I tried also "curl http://127.0.0.1:6080" but it returns error 52: empty response from server.

I'm sure that I'm missing something.

Thank you in advance 🙏

[Claus Koch]

Hi eliadom...@gmail.com,

ProxySQL uses a self-generated SSL certificate, which is rejected by all reputable browsers. I suppose this explains the "reset error" you mentioned.  With Firefox, I get a page titled "Warning: Potential Security Risk," and I must select "Advanced..." , followed by "Accept Risk and Continue," before I can access the password dialog. With Chrome, the message is "Your connection is not private," followed by "Advanced" and "Proceed to stage-cstm-proxy-11 (unsafe)."  I believe these browsers can be configured to reject untrustworthy certificates without leaving you ani choice. Your browser can probably be set to give you the option of trusting an unknown certificate. If that's not possible, you could provide ProxySQL with a valid certificate, or you could manually add the self-signed certificate to your list of trusted certificates.

ps: I can't make curl work either, but wget --no-check-certificate https://user:pass...@127.0.0.1:6080/ works fine.

[Elia Domenico]

Thank you for your reply 🙏

I did a new fresh install of proxy sql and I did again all the basic configuration. Now, the web browser shows "your connection is not private" and the "accept risk and continue" button. After clicking on it, a credential dialog box appears, but it keeps appearing again every time I try to login. I'm using the standard Admin credentials.

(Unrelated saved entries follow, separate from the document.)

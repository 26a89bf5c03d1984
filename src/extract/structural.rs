//! Structural extraction: ordered selector fallback lists plus a bounded
//! walk of the host framework's internal component state.
//!
//! This is the fallback-of-fallbacks. Host markup varies by rollout, so
//! every logical element carries a list of known selectors tried in order;
//! when markup alone is not enough, elements exposing an internal state
//! handle get their prop tree walked for a comment object. Both layers are
//! finite, so extraction always terminates.

use std::collections::HashSet;

use chrono::{DateTime, Utc};
use scraper::{ElementRef, Html, Selector};
use serde_json::Value;
use tracing::{debug, trace};

use crate::config::SelectorConfig;
use crate::error::{EngineError, Result};
use crate::models::{CommentRecord, CommentSource};
use crate::page::PageSnapshot;

/// Hard bound on the internal-state walk; guards against pathological or
/// self-referencing host structures.
pub const MAX_STATE_DEPTH: usize = 10;

/// Internal-node keys the walk descends through.
const CHILD_KEYS: [&str; 3] = ["child", "sibling", "memoizedProps"];

pub struct StructuralExtractor {
    selectors: SelectorConfig,
}

impl StructuralExtractor {
    pub fn new(selectors: SelectorConfig) -> Self {
        Self { selectors }
    }

    /// Extract comment records from a page snapshot.
    ///
    /// Fails only when every comment-item selector yields zero matches;
    /// individual elements that produce nothing are skipped.
    pub fn extract(&self, post_id: &str, snapshot: &PageSnapshot) -> Result<Vec<CommentRecord>> {
        let document = Html::parse_document(&snapshot.html);
        let items = self.select_items(&document)?;

        let mut seen: HashSet<(String, String)> = HashSet::new();
        let mut records = Vec::new();
        for element in items {
            let record = self
                .from_internal_state(post_id, &element, snapshot)
                .or_else(|| self.from_visible_text(post_id, &element));
            if let Some(record) = record {
                if seen.insert(record.key()) {
                    records.push(record);
                }
            }
        }

        debug!(count = records.len(), "structural extraction produced records");
        Ok(records)
    }

    /// First comment-item selector yielding at least one match wins.
    fn select_items<'a>(&self, document: &'a Html) -> Result<Vec<ElementRef<'a>>> {
        for raw in &self.selectors.comment_item {
            let Ok(selector) = Selector::parse(raw) else {
                trace!(selector = %raw, "unparseable selector skipped");
                continue;
            };
            let matches: Vec<ElementRef<'a>> = document.select(&selector).collect();
            if !matches.is_empty() {
                trace!(selector = %raw, count = matches.len(), "comment item selector matched");
                return Ok(matches);
            }
        }
        Err(EngineError::Extraction(
            "comment item selectors exhausted with zero matches".into(),
        ))
    }

    /// Recover a record from the element's attached internal state, if the
    /// snapshot carries one.
    fn from_internal_state(
        &self,
        post_id: &str,
        element: &ElementRef<'_>,
        snapshot: &PageSnapshot,
    ) -> Option<CommentRecord> {
        let marker = element.value().attr(&self.selectors.state_marker_attr)?;
        let state = snapshot.state.get(marker)?;
        let payload = find_comment_state(state, 0)?;
        comment_from_state(post_id, payload)
    }

    /// Read visible text through the configured sub-selector lists.
    fn from_visible_text(&self, post_id: &str, element: &ElementRef<'_>) -> Option<CommentRecord> {
        let comment_id = self
            .selectors
            .comment_id_attrs
            .iter()
            .find_map(|attr| element.value().attr(attr))?
            .to_string();

        let text = first_match_text(element, &self.selectors.comment_text)?;
        let author = first_match_text(element, &self.selectors.comment_author).unwrap_or_default();

        let mut record = CommentRecord::new(post_id, comment_id);
        record.text = text;
        record.author = author;
        Some(record)
    }
}

/// First sub-selector yielding a non-empty text wins.
fn first_match_text(element: &ElementRef<'_>, selectors: &[String]) -> Option<String> {
    for raw in selectors {
        let Ok(selector) = Selector::parse(raw) else {
            continue;
        };
        if let Some(found) = element.select(&selector).next() {
            let text: String = found.text().collect::<String>().trim().to_string();
            if !text.is_empty() {
                return Some(text);
            }
        }
    }
    None
}

/// Walk an internal state tree looking for a comment object (id plus
/// creation timestamp), bounded to `MAX_STATE_DEPTH`.
///
/// Direct child (`comment`) and nested single-child (`props.comment`)
/// shapes are checked explicitly before recursing into internal child and
/// sibling nodes.
pub(crate) fn find_comment_state(node: &Value, depth: usize) -> Option<&Value> {
    if depth >= MAX_STATE_DEPTH {
        return None;
    }

    if is_comment_object(node) {
        return Some(node);
    }

    let object = node.as_object()?;

    if let Some(direct) = object.get("comment") {
        if is_comment_object(direct) {
            return Some(direct);
        }
    }
    if let Some(nested) = object.get("props").and_then(|p| p.get("comment")) {
        if is_comment_object(nested) {
            return Some(nested);
        }
    }

    for key in CHILD_KEYS {
        if let Some(child) = object.get(key) {
            if let Some(found) = find_comment_state(child, depth + 1) {
                return Some(found);
            }
        }
    }

    None
}

fn is_comment_object(value: &Value) -> bool {
    let Some(object) = value.as_object() else {
        return false;
    };
    let has_id = object.contains_key("cid") || object.contains_key("comment_id");
    let has_time = object.contains_key("create_time") || object.contains_key("createTime");
    has_id && has_time
}

/// Map a comment state object to a record. Returns None without an id.
fn comment_from_state(post_id: &str, payload: &Value) -> Option<CommentRecord> {
    let comment_id = super::json_path_string(payload, "cid")
        .or_else(|| super::json_path_string(payload, "comment_id"))?;

    let mut record = CommentRecord::new(post_id, comment_id);
    record.text = super::json_path_string(payload, "text").unwrap_or_default();
    record.author = super::json_path_string(payload, "user.unique_id")
        .or_else(|| super::json_path_string(payload, "user.nickname"))
        .unwrap_or_default();
    record.posted_at = payload
        .get("create_time")
        .or_else(|| payload.get("createTime"))
        .and_then(Value::as_i64)
        .and_then(|secs| DateTime::<Utc>::from_timestamp(secs, 0));
    record.reply_count = super::json_path(payload, "reply_comment_total")
        .as_u64()
        .unwrap_or(0) as u32;
    record.parent_comment_id = super::json_path_string(payload, "reply_id")
        .filter(|id| id != "0");
    record.source = CommentSource::Extracted;
    Some(record)
}
//! Database persistence for rate limit state.
//!
//! The pause must survive a background process restart; otherwise an evicted
//! and relaunched engine would immediately hammer a host that just limited
//! it.

use std::path::Path;

use chrono::{DateTime, Utc};
use rusqlite::{params, Connection};
use tracing::{debug, info};

use super::{RateLimitMonitor, RateLimitState};
use crate::error::Result;

/// Open a database connection with proper concurrency settings.
pub(crate) fn open_db(db_path: &Path) -> rusqlite::Result<Connection> {
    let conn = Connection::open(db_path)?;
    conn.execute_batch(
        r#"
        PRAGMA journal_mode = WAL;
        PRAGMA synchronous = NORMAL;
        PRAGMA foreign_keys = ON;
        PRAGMA busy_timeout = 30000;
    "#,
    )?;
    Ok(conn)
}

fn init_table(conn: &Connection) -> rusqlite::Result<()> {
    conn.execute_batch(
        r#"
        CREATE TABLE IF NOT EXISTS rate_limit_state (
            id INTEGER PRIMARY KEY CHECK (id = 1),
            limited INTEGER NOT NULL DEFAULT 0,
            consecutive_errors INTEGER NOT NULL DEFAULT 0,
            first_error_at TEXT,
            last_error_at TEXT,
            paused_until TEXT,
            total_hits INTEGER NOT NULL DEFAULT 0,
            updated_at TEXT NOT NULL DEFAULT CURRENT_TIMESTAMP
        );
    "#,
    )?;
    Ok(())
}

fn parse_ts(value: Option<String>) -> Option<DateTime<Utc>> {
    value
        .and_then(|s| DateTime::parse_from_rfc3339(&s).ok())
        .map(|dt| dt.with_timezone(&Utc))
}

/// Load persisted rate limit state into the monitor. Expired pauses are not
/// restored.
pub async fn load_rate_limit_state(monitor: &RateLimitMonitor, db_path: &Path) -> Result<bool> {
    let conn = open_db(db_path)?;
    init_table(&conn)?;

    let row = conn
        .query_row(
            r#"SELECT limited, consecutive_errors, first_error_at, last_error_at,
                      paused_until, total_hits
               FROM rate_limit_state WHERE id = 1"#,
            [],
            |row| {
                Ok((
                    row.get::<_, i64>(0)? != 0,
                    row.get::<_, i64>(1)? as u32,
                    row.get::<_, Option<String>>(2)?,
                    row.get::<_, Option<String>>(3)?,
                    row.get::<_, Option<String>>(4)?,
                    row.get::<_, i64>(5)? as u64,
                ))
            },
        )
        .map(Some)
        .or_else(|e| match e {
            rusqlite::Error::QueryReturnedNoRows => Ok(None),
            other => Err(other),
        })?;

    let Some((limited, consecutive_errors, first, last, paused_until, total_hits)) = row else {
        return Ok(false);
    };

    let paused_until = parse_ts(paused_until).filter(|until| *until > Utc::now());
    let still_limited = limited && paused_until.is_some();
    if still_limited {
        info!(
            consecutive_errors,
            ?paused_until,
            "restored active rate limit pause"
        );
    }

    monitor
        .restore(RateLimitState {
            limited: still_limited,
            consecutive_errors: if still_limited { consecutive_errors } else { 0 },
            first_error_at: parse_ts(first),
            last_error_at: parse_ts(last),
            paused_until,
            probe_pending: false,
            total_hits,
        })
        .await;

    Ok(still_limited)
}

/// Save the monitor's current state.
pub async fn save_rate_limit_state(monitor: &RateLimitMonitor, db_path: &Path) -> Result<()> {
    let state = monitor.state().await;
    let conn = open_db(db_path)?;
    init_table(&conn)?;

    conn.execute(
        r#"INSERT OR REPLACE INTO rate_limit_state
           (id, limited, consecutive_errors, first_error_at, last_error_at,
            paused_until, total_hits, updated_at)
           VALUES (1, ?, ?, ?, ?, ?, ?, CURRENT_TIMESTAMP)"#,
        params![
            state.limited as i64,
            state.consecutive_errors as i64,
            state.first_error_at.map(|t| t.to_rfc3339()),
            state.last_error_at.map(|t| t.to_rfc3339()),
            state.paused_until.map(|t| t.to_rfc3339()),
            state.total_hits as i64,
        ],
    )?;
    debug!("saved rate limit state");
    Ok(())
}

#[cfg(test)]
mod tests {
    use super::*;
    use crate::ratelimit::BackoffConfig;
    use std::time::Duration;

    #[tokio::test]
    async fn state_round_trips_through_database() {
        let dir = tempfile::tempdir().unwrap();
        let db = dir.path().join("engine.db");

        let monitor = RateLimitMonitor::new(BackoffConfig {
            initial: Duration::from_secs(120),
            max: Duration::from_secs(600),
        });
        monitor.report_failure().await;
        monitor.report_failure().await;
        save_rate_limit_state(&monitor, &db).await.unwrap();

        let restored = RateLimitMonitor::default();
        let limited = load_rate_limit_state(&restored, &db).await.unwrap();
        assert!(limited);
        let state = restored.state().await;
        assert_eq!(state.consecutive_errors, 2);
        assert_eq!(state.total_hits, 2);
        assert!(restored.is_limited().await);
    }

    #[tokio::test]
    async fn expired_pause_is_not_restored() {
        let dir = tempfile::tempdir().unwrap();
        let db = dir.path().join("engine.db");

        let monitor = RateLimitMonitor::new(BackoffConfig {
            initial: Duration::from_millis(1),
            max: Duration::from_millis(1),
        });
        monitor.report_failure().await;
        save_rate_limit_state(&monitor, &db).await.unwrap();
        tokio::time::sleep(Duration::from_millis(20)).await;

        let restored = RateLimitMonitor::default();
        let limited = load_rate_limit_state(&restored, &db).await.unwrap();
        assert!(!limited);
        assert!(!restored.is_limited().await);
    }
}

I tried also the wget command as your suggestion and I receive this message from terminal:

 --2025-09-25 13:46:39--  https://admin:*password*@127.0.0.1:6080/
Connecting to 127.0.0.1:6080... connected.
WARNING: cannot verify 127.0.0.1's certificate, issued by ‘CN=ProxySQL_Auto_Generated_CA_Certificate’:
  Unable to locally verify the issuer's authority.
    WARNING: certificate common name ‘ProxySQL_Auto_Generated_Server_Certificate’ doesn't match requested host name ‘127.0.0.1’.
HTTP request sent, awaiting response... 401 Unauthorized
Authentication selected: Digest realm="Access to ProxySQL status page",qop="auth",nonce="66a9b5fed3a7b33c595fa75e875b02e600002159",opaque="733b20011778ce330631c9afof70a870baddd964",algorithm=MD5
Connecting to 127.0.0.1:6080... connected.
WARNING: cannot verify 127.0.0.1's certificate, issued by ‘CN=ProxySQL_Auto_Generated_CA_Certificate’:
  Unable to locally verify the issuer's authority.
    WARNING: certificate common name ‘ProxySQL_Auto_Generated_Server_Certificate’ doesn't match requested host name ‘127.0.0.1’.
HTTP request sent, awaiting response... 401 Unauthorized

Username/Password Authentication Failed.